= Semyon Stroganov =

16th century Russian businessman

Semyon Stroganov (Семён Аникеевич Строганов) (died 22 October 1586) was a Russian merchant from the family of Stroganov who financed Yermak's Siberian campaign in 1581.

Semyon was the younger son of Anikey Stroganov. His date of birth is unknown, but most likely he reached adulthood before 1559. In this year Anikey and his elder sons Yakov and Grigori moved from Solvychegodsk to his newly granted lands in the Perm Krai. Semyon stayed in Solvychegodsk, where he successfully led the family business there by himself. In 1567 Anikey Stroganov decided to withdraw from business, and rejoined Semyon in Solvychegodsk, where he lived for a short time before becoming a monk.

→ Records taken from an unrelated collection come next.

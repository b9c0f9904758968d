//! API error types and HTTP response conversion

use axum::{
    extract::rejection::{JsonRejection, QueryRejection},
    http::StatusCode,
    response::{IntoResponse, Response},
    Json,
};
use serde::{Deserialize, Serialize};
use thiserror::Error;

use crate::error::HadesError;

/// API error response body
#[derive(Debug, Clone, Serialize, Deserialize)]
pub struct ApiErrorResponse {
    /// Error type identifier
    pub error: String,
    /// Human-readable error message
    pub message: String,
    /// Error code for programmatic handling
    pub code: String,
}

impl ApiErrorResponse {
    pub fn new(error: impl Into<String>, message: impl Into<String>, code: impl Into<String>) -> Self {
        Self {
            error: error.into(),
            message: message.into(),
            code: code.into(),
        }
    }
}

/// API result type
pub type ApiResult<T> = Result<T, ApiError>;

/// Custom API error type
#[derive(Debug, Error)]
pub enum ApiError {
    #[error("Not found: {0}")]
    NotFound(String),

    #[error("Bad request: {0}")]
    BadRequest(String),

    #[error("Invalid JSON body: {0}")]
    JsonError(String),

    #[error("Validation failed: {0}")]
    ValidationError(String),

    #[error("Internal server error: {0}")]
    InternalError(String),

    #[error("Database error: {0}")]
    DatabaseError(String),
}

impl ApiError {
    /// Get the HTTP status code for this error
    pub fn status_code(&self) -> StatusCode {
        match self {
            ApiError::NotFound(_) => StatusCode::NOT_FOUND,
            ApiError::BadRequest(_) | ApiError::JsonError(_) => StatusCode::BAD_REQUEST,
            ApiError::ValidationError(_) => StatusCode::UNPROCESSABLE_ENTITY,
            ApiError::InternalError(_) | ApiError::DatabaseError(_) => {
                StatusCode::INTERNAL_SERVER_ERROR
            }
        }
    }

    /// Get the error code identifier
    pub fn code(&self) -> &'static str {
        match self {
            ApiError::NotFound(_) => "NOT_FOUND",
            ApiError::BadRequest(_) => "BAD_REQUEST",
            ApiError::JsonError(_) => "JSON_ERROR",
            ApiError::ValidationError(_) => "VALIDATION_ERROR",
            ApiError::InternalError(_) => "INTERNAL_ERROR",
            ApiError::DatabaseError(_) => "DB_ERROR",
        }
    }

    /// Get the error type name
    pub fn error_type(&self) -> &'static str {
        match self {
            ApiError::NotFound(_) => "NotFound",
            ApiError::BadRequest(_) => "BadRequest",
            ApiError::JsonError(_) => "JsonError",
            ApiError::ValidationError(_) => "ValidationError",
            ApiError::InternalError(_) => "InternalError",
            ApiError::DatabaseError(_) => "DatabaseError",
        }
    }
}

impl IntoResponse for ApiError {
    fn into_response(self) -> Response {
        let status = self.status_code();
        let body = ApiErrorResponse::new(self.error_type(), self.to_string(), self.code());

        if status.is_server_error() {
            tracing::error!(code = body.code.as_str(), "API error: {}", body.message);
        } else {
            tracing::debug!(code = body.code.as_str(), "API error: {}", body.message);
        }

        (status, Json(body)).into_response()
    }
}

impl From<HadesError> for ApiError {
    fn from(err: HadesError) -> Self {
        match err {
            HadesError::NotFound(msg) => ApiError::NotFound(msg),
            HadesError::InvalidInput(msg) => ApiError::ValidationError(msg),
            HadesError::Database(msg) => ApiError::DatabaseError(msg),
            HadesError::Sqlx(e) => ApiError::DatabaseError(e.to_string()),
            other => ApiError::InternalError(other.to_string()),
        }
    }
}

impl From<JsonRejection> for ApiError {
    fn from(rejection: JsonRejection) -> Self {
        ApiError::JsonError(rejection.body_text())
    }
}

impl From<QueryRejection> for ApiError {
    fn from(rejection: QueryRejection) -> Self {
        ApiError::BadRequest(rejection.body_text())
    }
}

#[cfg(test)]
mod tests {
    use super::*;

    #[test]
    fn test_not_found_error() {
        let err = ApiError::NotFound("operation".to_string());
        assert_eq!(err.status_code(), StatusCode::NOT_FOUND);
        assert_eq!(err.code(), "NOT_FOUND");
        assert_eq!(err.error_type(), "NotFound");
    }

    #[test]
    fn test_invalid_input_maps_to_validation_error() {
        let err: ApiError = HadesError::InvalidInput("empty command".to_string()).into();
        assert_eq!(err.status_code(), StatusCode::UNPROCESSABLE_ENTITY);
        assert_eq!(err.code(), "VALIDATION_ERROR");
    }

    #[test]
    fn test_database_error() {
        let err: ApiError = HadesError::Database("locked".to_string()).into();
        assert_eq!(err.status_code(), StatusCode::INTERNAL_SERVER_ERROR);
        assert_eq!(err.code(), "DB_ERROR");
    }

    #[test]
    fn test_json_error() {
        let err = ApiError::JsonError("expected value".to_string());
        assert_eq!(err.status_code(), StatusCode::BAD_REQUEST);
        assert_eq!(err.code(), "JSON_ERROR");
        assert_eq!(err.error_type(), "JsonError");
    }
}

After the death of his father in 1570 - 1571, Semyon began a quarrel with his brothers. The reasons for this quarrel are unknown. On 29 June 1573 tsar Ivan the Terrible issued an ukaz proclaiming Semyon guilty "for robbery". The aftermath of quarrel is also not certain, but only his brothers received lands in Siberia after this. However, after the deaths of Yakov and Grigori he took part in the division of the family wealth and received an appropriate part.

The information about his participation in the preparation of the Yermak expedition is contradictory. In the tsar's ukase of 16 November 1583, only his nephews Maksim Yakovlevich and Nikita Grigoriyevich are mentioned. But in the Stroganov Chronicle Semyon Stroganov appeared as the sole supporter of Yermak. It is definitely known that he contributed three cannons to Yermak's expedition. After the results of the Yermak expedition became known, the Tsar granted new lands in Bolshaya and Malaya Sol to Semyon.

Semyon Stroganov was married two times and had two sons, Andrei and Pyotr.